Усыхает и Евдокия Ушаткова, тетя Дуся — маленькая голова туго стянута ситцевым платочком, на скулах сыренький вишневый румянец, нос острый, синичий, глаза запавшие, голубые, как поблекшие цветки ленка, суетлива, но без услужливости, разговорчива, но без назойливости.
— Уж не знаю, понравится ли тебе, сокол. Палаты-то мои не красны. Сама-то сплю в обнимку с горшками.

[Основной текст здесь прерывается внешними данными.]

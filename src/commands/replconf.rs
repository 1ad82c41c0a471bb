use bytes::Bytes;

use crate::{
    commands::{
        command_error::CommandError, command_handler::CommandResult, command_utils::parse_integer,
    },
    executor::{CommandSource, ServerState, Session},
    resp::RespValue,
};

/// The REPLCONF options this server understands.
#[derive(Debug, PartialEq)]
pub enum ReplconfArguments {
    ListeningPort(u16),
    /// Capabilities are accepted and ignored.
    Capabilities,
    Ack(i64),
    GetAck,
}

impl ReplconfArguments {
    pub fn parse(arguments: Vec<String>) -> Result<Self, CommandError> {
        let Some(option) = arguments.first() else {
            return Ok(Self::Capabilities);
        };

        match option.to_lowercase().as_str() {
            "listening-port" => {
                let port = arguments
                    .get(1)
                    .ok_or(CommandError::SyntaxError)?
                    .parse::<u16>()
                    .map_err(|_| CommandError::NotAnInteger)?;

                Ok(Self::ListeningPort(port))
            }
            "capa" => Ok(Self::Capabilities),
            "ack" => {
                let offset = arguments.get(1).ok_or(CommandError::SyntaxError)?;
                Ok(Self::Ack(parse_integer(offset)?))
            }
            "getack" => Ok(Self::GetAck),
            _ => Err(CommandError::Custom(format!(
                "ERR Unrecognized REPLCONF option: {}",
                option
            ))),
        }
    }
}

/// Handles REPLCONF.
///
/// ACK is never answered. GETACK is only meaningful on the stream from our
/// master and is answered with our current offset.
pub fn replconf(
    server: &mut ServerState,
    session: &mut Session,
    arguments: Vec<String>,
) -> Result<CommandResult, CommandError> {
    match ReplconfArguments::parse(arguments)? {
        ReplconfArguments::ListeningPort(port) => {
            if let CommandSource::Client(id) = session.source {
                if let Some(client) = server.clients.get_mut(id) {
                    client.listening_port = Some(port);
                }
            }
        }
        ReplconfArguments::Capabilities => {}
        ReplconfArguments::Ack(offset) => {
            if let CommandSource::Client(id) = session.source {
                server.master.acknowledge(id, offset);
            }

            return Ok(CommandResult::NoResponse);
        }
        ReplconfArguments::GetAck => {
            if session.source == CommandSource::Master {
                let ack = RespValue::command(&[
                    "REPLCONF".to_string(),
                    "ACK".to_string(),
                    server.master.offset().to_string(),
                ]);
                server.slave.send_to_master(Bytes::from(ack.encode()));
            }

            return Ok(CommandResult::NoResponse);
        }
    }

    Ok(CommandResult::Response(RespValue::ok().encode()))
}
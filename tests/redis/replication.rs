use std::time::Duration;

use bytes::Bytes;
use regis::{
    connection::ConnId,
    executor::Event,
    rdb::snapshot_to_commands,
    resp::RespValue,
    store::PartitionState,
};

use crate::test_utils::{decode_all, ok, TestEnv};

/// A FULLRESYNC reply taken apart.
struct FullResync {
    replid: String,
    offset: i64,
    payload: Bytes,
    stream: Vec<RespValue>,
}

fn split_full_resync(data: &[u8]) -> FullResync {
    // Keepalive newlines may precede the reply.
    let skipped = data.iter().take_while(|b| **b == b'\n').count();
    let data = &data[skipped..];

    let text_end = |from: usize| {
        from + data[from..]
            .windows(2)
            .position(|w| w == b"\r\n")
            .expect("missing line terminator")
    };

    let header_end = text_end(0);
    let header = std::str::from_utf8(&data[..header_end]).unwrap();
    let parts: Vec<&str> = header.split(' ').collect();
    assert_eq!(parts[0], "+FULLRESYNC", "{}", header);

    let length_end = text_end(header_end + 2);
    let length_line = std::str::from_utf8(&data[header_end + 2..length_end]).unwrap();
    let length: usize = length_line.trim_start_matches('$').parse().unwrap();

    let payload_start = length_end + 2;
    let payload = Bytes::copy_from_slice(&data[payload_start..payload_start + length]);

    FullResync {
        replid: parts[1].to_string(),
        offset: parts[2].parse().unwrap(),
        payload,
        stream: decode_all(&data[payload_start + length..]),
    }
}

fn command(values: &[&str]) -> RespValue {
    RespValue::command(values)
}

/// Connects a replica, runs the handshake and PSYNC.
fn attach_replica(env: &mut TestEnv, replid: &str, offset: i64) -> ConnId {
    let replica = env.connect();

    assert_eq!(
        env.command(replica, &["REPLCONF", "listening-port", "6380"]),
        ok()
    );
    assert_eq!(
        env.command(replica, &["REPLCONF", "capa", "eof", "capa", "psync2"]),
        ok()
    );
    env.send(replica, &["PSYNC", replid, &offset.to_string()]);

    replica
}

#[tokio::test]
async fn test_full_resync() {
    let mut env = TestEnv::new();
    let writer = env.connect();

    env.command(writer, &["SET", "a", "1"]);

    let replica = attach_replica(&mut env, "?", -1);

    // The reply waits for the snapshot.
    assert!(env.output(replica).is_empty());
    assert_eq!(env.state().partitions.status(), PartitionState::Frozen);

    env.command(writer, &["SET", "b", "2"]);
    env.settle().await;

    let sync = split_full_resync(&env.output(replica));

    assert_eq!(sync.replid, env.state().master.identity().replid);
    assert_eq!(sync.offset, 0);

    let loaded = snapshot_to_commands(&sync.payload).unwrap();
    assert!(loaded.contains(&vec!["SET".to_string(), "a".to_string(), "1".to_string()]));
    assert!(!loaded.iter().any(|c| c.get(1).is_some_and(|k| k == "b")));

    // Writes made while the snapshot was written follow it.
    assert_eq!(
        sync.stream,
        vec![command(&["SELECT", "0"]), command(&["SET", "b", "2"])]
    );

    env.command(writer, &["SELECT", "2"]);
    env.command(writer, &["RPUSH", "l", "x"]);
    env.command(writer, &["GET", "l"]);

    assert_eq!(
        decode_all(&env.output(replica)),
        vec![command(&["SELECT", "2"]), command(&["RPUSH", "l", "x"])]
    );

    let info = env.command(writer, &["INFO", "replication"]);
    assert!(info.contains("connected_slaves:1"), "{}", info);
    assert!(info.contains("slave0:ip=127.0.0.1,port=6380,state=online"), "{}", info);
    assert!(info.contains("repl_backlog_active:1"), "{}", info);
}

#[tokio::test]
async fn test_relative_expiry_is_propagated_as_absolute() {
    let mut env = TestEnv::new();
    let writer = env.connect();
    let replica = attach_replica(&mut env, "?", -1);
    env.settle().await;
    env.output(replica);

    env.command(writer, &["SET", "k", "v", "PX", "60000"]);

    let stream = decode_all(&env.output(replica));
    let Some(RespValue::Array(parts)) = stream.last() else {
        panic!("expected a command, got {:?}", stream);
    };

    assert_eq!(parts.len(), 5);
    assert_eq!(parts[3], RespValue::BulkString("PXAT".to_string()));

    let expiry = env.state_mut().partition(0).unwrap().expiry("k").unwrap();
    assert_eq!(parts[4], RespValue::BulkString(expiry.to_string()));
}

#[tokio::test]
async fn test_partial_resync_replays_the_backlog() {
    let mut env = TestEnv::new();
    let writer = env.connect();
    let replica = attach_replica(&mut env, "?", -1);
    env.settle().await;
    env.output(replica);

    env.command(writer, &["SET", "a", "1"]);
    let replid = env.state().master.identity().replid.clone();
    let offset = env.state().master.offset();

    env.disconnect(replica);
    assert_eq!(env.state().master.replica_count(), 0);

    env.command(writer, &["SET", "b", "2"]);
    env.command(writer, &["DEL", "a"]);

    let replica = attach_replica(&mut env, &replid, offset);
    let data = env.output(replica);

    let expected_header = format!("+CONTINUE {}\r\n", replid);
    assert!(data.starts_with(expected_header.as_bytes()));
    assert_eq!(
        decode_all(&data[expected_header.len()..]),
        vec![command(&["SET", "b", "2"]), command(&["DEL", "a"])]
    );

    // No snapshot was needed.
    assert_eq!(env.state().partitions.status(), PartitionState::Normal);

    env.command(writer, &["SET", "c", "3"]);
    assert_eq!(
        decode_all(&env.output(replica)),
        vec![command(&["SET", "c", "3"])]
    );
}

#[tokio::test]
async fn test_full_resync_after_backlog_wraparound() {
    let mut env = TestEnv::with_config(|config| config.repl_backlog_size = 64);
    let writer = env.connect();
    let replica = attach_replica(&mut env, "?", -1);
    env.settle().await;
    env.output(replica);

    let replid = env.state().master.identity().replid.clone();
    let offset = env.state().master.offset();
    env.disconnect(replica);

    for i in 0..10 {
        env.command(writer, &["SET", &format!("key{}", i), "some value"]);
    }

    let replica = attach_replica(&mut env, &replid, offset);
    assert!(env.output(replica).is_empty());
    assert_eq!(env.state().partitions.status(), PartitionState::Frozen);

    env.settle().await;

    let sync = split_full_resync(&env.output(replica));
    assert_eq!(sync.replid, replid);
    assert_eq!(sync.offset, env.state().master.offset());
    assert_eq!(snapshot_to_commands(&sync.payload).unwrap().len(), 11);
}

#[tokio::test]
async fn test_unknown_history_gets_a_full_resync() {
    let mut env = TestEnv::new();
    let writer = env.connect();
    let first = attach_replica(&mut env, "?", -1);
    env.settle().await;
    env.output(first);
    env.command(writer, &["SET", "a", "1"]);

    let offset = env.state().master.offset();
    let test_cases = vec![
        ("0123456789012345678901234567890123456789".to_string(), 0),
        (env.state().master.identity().replid.clone(), offset + 100),
    ];

    for (replid, offset) in test_cases {
        let replica = attach_replica(&mut env, &replid, offset);
        assert!(env.output(replica).is_empty(), "{} {}", replid, offset);

        env.settle().await;
        let sync = split_full_resync(&env.output(replica));
        assert_eq!(sync.replid, env.state().master.identity().replid);
    }

    assert_eq!(env.state().master.replica_count(), 3);
}

#[tokio::test]
async fn test_psync_during_foreign_snapshot_waits_for_cron() {
    let mut env = TestEnv::new();
    let writer = env.connect();

    env.command(writer, &["BGSAVE"]);
    let replica = attach_replica(&mut env, "?", -1);

    let info = env.command(writer, &["INFO", "replication"]);
    assert!(info.contains("state=need_bgsave"), "{}", info);

    env.settle().await;
    assert!(env.output(replica).is_empty());

    tokio::time::pause();
    tokio::time::advance(Duration::from_secs(2)).await;
    env.executor.handle(Event::ReplicationCron);

    let trigger = env.executor.try_next_event();
    assert!(matches!(trigger, Some(Event::SnapshotTrigger)), "{:?}", trigger);
    tokio::time::resume();

    env.executor.handle(Event::SnapshotTrigger);
    assert_eq!(env.state().partitions.status(), PartitionState::Frozen);

    env.settle().await;
    let sync = split_full_resync(&env.output(replica));
    assert_eq!(sync.offset, 0);
}

#[tokio::test]
async fn test_replica_cron_pings_and_times_out() {
    let mut env = TestEnv::new();
    let replica = attach_replica(&mut env, "?", -1);
    env.settle().await;
    env.output(replica);

    tokio::time::pause();

    tokio::time::advance(Duration::from_secs(11)).await;
    env.executor.handle(Event::ReplicationCron);
    assert_eq!(decode_all(&env.output(replica)), vec![command(&["PING"])]);

    env.send(replica, &["REPLCONF", "ACK", "14"]);
    assert!(env.output(replica).is_empty());

    tokio::time::advance(Duration::from_secs(61)).await;
    env.executor.handle(Event::ReplicationCron);

    assert!(env.was_closed(replica));
    assert_eq!(env.state().master.replica_count(), 0);
}

#[tokio::test]
async fn test_replicaof_no_one_keeps_previous_history() {
    let mut env = TestEnv::new();
    let admin = env.connect();

    let old_replid = env.state().master.identity().replid.clone();

    assert_eq!(
        env.command(admin, &["REPLICAOF", "127.0.0.1", "1"]),
        ok()
    );
    assert_eq!(
        env.command(admin, &["SLAVEOF", "127.0.0.1", "1"]),
        "+OK Already connected to specified master\r\n"
    );
    assert_eq!(
        env.command(admin, &["REPLICAOF", "127.0.0.1", "port"]),
        "-ERR Invalid master port\r\n"
    );

    assert_eq!(env.command(admin, &["REPLICAOF", "NO", "ONE"]), ok());

    let identity = env.state().master.identity().clone();
    assert_ne!(identity.replid, old_replid);
    assert_eq!(identity.replid2, old_replid);
    assert_eq!(identity.second_offset, 0);

    let info = env.command(admin, &["INFO", "replication"]);
    assert!(info.contains("role:master"), "{}", info);
}
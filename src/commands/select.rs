use crate::{
    commands::{command_error::CommandError, command_handler::CommandResult},
    executor::{ServerState, Session},
    resp::RespValue,
};

pub struct SelectArguments {
    index: i64,
}

impl SelectArguments {
    pub fn parse(arguments: Vec<String>) -> Result<Self, CommandError> {
        if arguments.len() != 1 {
            return Err(CommandError::WrongNumberOfArguments("select".to_string()));
        }

        let index = arguments[0]
            .parse::<i64>()
            .map_err(|_| CommandError::NotAnInteger)?;

        Ok(Self { index })
    }
}

/// Switches the session to another partition.
pub fn select(
    server: &mut ServerState,
    session: &mut Session,
    arguments: Vec<String>,
) -> Result<CommandResult, CommandError> {
    let select_arguments = SelectArguments::parse(arguments)?;

    let index = usize::try_from(select_arguments.index)
        .ok()
        .filter(|index| *index < server.partitions.len())
        .ok_or(CommandError::DbIndexOutOfRange)?;

    session.db_index = index;

    Ok(CommandResult::Response(RespValue::ok().encode()))
}
//! Partitioned keyspace with non-blocking snapshot support.

mod partition;
mod partition_set;

pub use partition::{Partition, PartitionState};
pub use partition_set::PartitionSet;
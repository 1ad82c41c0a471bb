use std::collections::VecDeque;

use crate::{
    key_value_store::Value,
    rdb::{
        encoding::{parse_length, parse_string},
        get_slice::{get_array, get_buffer_slice},
        snapshot_error::SnapshotError,
    },
};

pub const MAGIC_STRING: &str = "REDIS";
pub const RDB_VERSION: &str = "0009";

pub const METADATA_OPCODE: u8 = 0xFA;
pub const RESIZE_DB_OPCODE: u8 = 0xFB;
pub const DATABASE_OPCODE: u8 = 0xFE;
pub const EXPIRATION_SECONDS_OPCODE: u8 = 0xFD;
pub const EXPIRATION_MILLISECONDS_OPCODE: u8 = 0xFC;
pub const END_OF_FILE_OPCODE: u8 = 0xFF;
pub const STRING_VALUE_TYPE: u8 = 0x00;
pub const LIST_VALUE_TYPE: u8 = 0x01;

#[derive(Debug, PartialEq)]
pub enum OpCodeResponse {
    Metadata {
        key: String,
        value: String,
    },
    ResizeDb {
        key_count: usize,
        ttl_count: usize,
    },
    Database {
        index: usize,
    },
    Entry {
        key: String,
        value: Value,
        expires_at: Option<i64>,
    },
    EndOfFile {
        checksum: [u8; 8],
    },
}

pub fn parse_opcode(bytes: &[u8], cursor: usize) -> Result<(OpCodeResponse, usize), SnapshotError> {
    let opcode = get_buffer_slice(bytes, cursor, 1)?[0];
    let mut temp_cursor = cursor + 1;

    let response = match opcode {
        METADATA_OPCODE => {
            let (key, read) = parse_string(bytes, temp_cursor)?;
            temp_cursor += read;
            let (value, read) = parse_string(bytes, temp_cursor)?;
            temp_cursor += read;

            OpCodeResponse::Metadata { key, value }
        }
        RESIZE_DB_OPCODE => {
            let (key_count, read) = parse_length(bytes, temp_cursor)?;
            temp_cursor += read;
            let (ttl_count, read) = parse_length(bytes, temp_cursor)?;
            temp_cursor += read;

            OpCodeResponse::ResizeDb {
                key_count,
                ttl_count,
            }
        }
        DATABASE_OPCODE => {
            let (index, read) = parse_length(bytes, temp_cursor)?;
            temp_cursor += read;

            OpCodeResponse::Database { index }
        }
        EXPIRATION_SECONDS_OPCODE => {
            let seconds = u32::from_le_bytes(get_array::<4>(bytes, temp_cursor)?);
            temp_cursor += 4;

            let (key, value, read) = parse_entry(bytes, temp_cursor)?;
            temp_cursor += read;

            OpCodeResponse::Entry {
                key,
                value,
                expires_at: Some(i64::from(seconds) * 1000),
            }
        }
        EXPIRATION_MILLISECONDS_OPCODE => {
            let milliseconds = u64::from_le_bytes(get_array::<8>(bytes, temp_cursor)?);
            temp_cursor += 8;

            let expires_at =
                i64::try_from(milliseconds).map_err(|_| SnapshotError::InvalidExpiration)?;

            let (key, value, read) = parse_entry(bytes, temp_cursor)?;
            temp_cursor += read;

            OpCodeResponse::Entry {
                key,
                value,
                expires_at: Some(expires_at),
            }
        }
        END_OF_FILE_OPCODE => {
            let checksum = get_array::<8>(bytes, temp_cursor)?;
            temp_cursor += 8;

            OpCodeResponse::EndOfFile { checksum }
        }
        _ => {
            let (key, value, read) = parse_entry(bytes, cursor)?;
            temp_cursor = cursor + read;

            OpCodeResponse::Entry {
                key,
                value,
                expires_at: None,
            }
        }
    };

    Ok((response, temp_cursor - cursor))
}

/// Reads a value type byte followed by a key and the value itself.
fn parse_entry(bytes: &[u8], cursor: usize) -> Result<(String, Value, usize), SnapshotError> {
    let value_type = get_buffer_slice(bytes, cursor, 1)?[0];
    let mut temp_cursor = cursor + 1;

    let (key, read) = parse_string(bytes, temp_cursor)?;
    temp_cursor += read;

    let value = match value_type {
        STRING_VALUE_TYPE => {
            let (value, read) = parse_string(bytes, temp_cursor)?;
            temp_cursor += read;

            Value::String(value)
        }
        LIST_VALUE_TYPE => {
            let (length, read) = parse_length(bytes, temp_cursor)?;
            temp_cursor += read;

            let mut list = VecDeque::with_capacity(length.min(1024));

            for _ in 0..length {
                let (item, read) = parse_string(bytes, temp_cursor)?;
                temp_cursor += read;
                list.push_back(item);
            }

            Value::List(list)
        }
        other => return Err(SnapshotError::UnknownOpCode(other)),
    };

    Ok((key, value, temp_cursor - cursor))
}

pub struct MagicStringResponse {
    pub number_of_read_bytes: usize,
    pub version: String,
}

pub fn parse_magic_string(bytes: &[u8]) -> Result<MagicStringResponse, SnapshotError> {
    let magic_string = get_buffer_slice(bytes, 0, 5)?;

    if magic_string != MAGIC_STRING.as_bytes() {
        return Err(SnapshotError::InvalidMagicString);
    }

    let version = std::str::from_utf8(get_buffer_slice(bytes, 5, 4)?)
        .map_err(|_| SnapshotError::InvalidUtf8)?
        .to_string();

    match version.parse::<u32>() {
        Ok(number) if (1..=12).contains(&number) => Ok(MagicStringResponse {
            number_of_read_bytes: 9,
            version,
        }),
        _ => Err(SnapshotError::UnsupportedVersion(version)),
    }
}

В просторной избе какая-то нежилая пустота, некрашеный, незатоптанный пол с узловатыми глянцевитыми сучками, могучие, проморенные временем, отполированные задами не одного поколения лавки, на пол-избы печь, выбеленная серой известкой, под ней щербатые горшки, стол со скобленой столешницей, иконы в углу, безликие, сумрачно копотные, возле них — жестяной висюлькой лампада. Мой угол за занавеской, там все место занимает деревянная кровать с холщовым грубым матрасом, набитым сеном.
Я разбирал свой чемодан, вместе с электробритвой вынул свою потрепанную Библию — на ветхом кожаном переплете оттиснут крест.
— Никак, свяченое? — удивилась тетка Дуся. — Уж не веришь ли в бога, сокол?
— Верю.
Мое первое открытое признание, конец моей нелегальщине.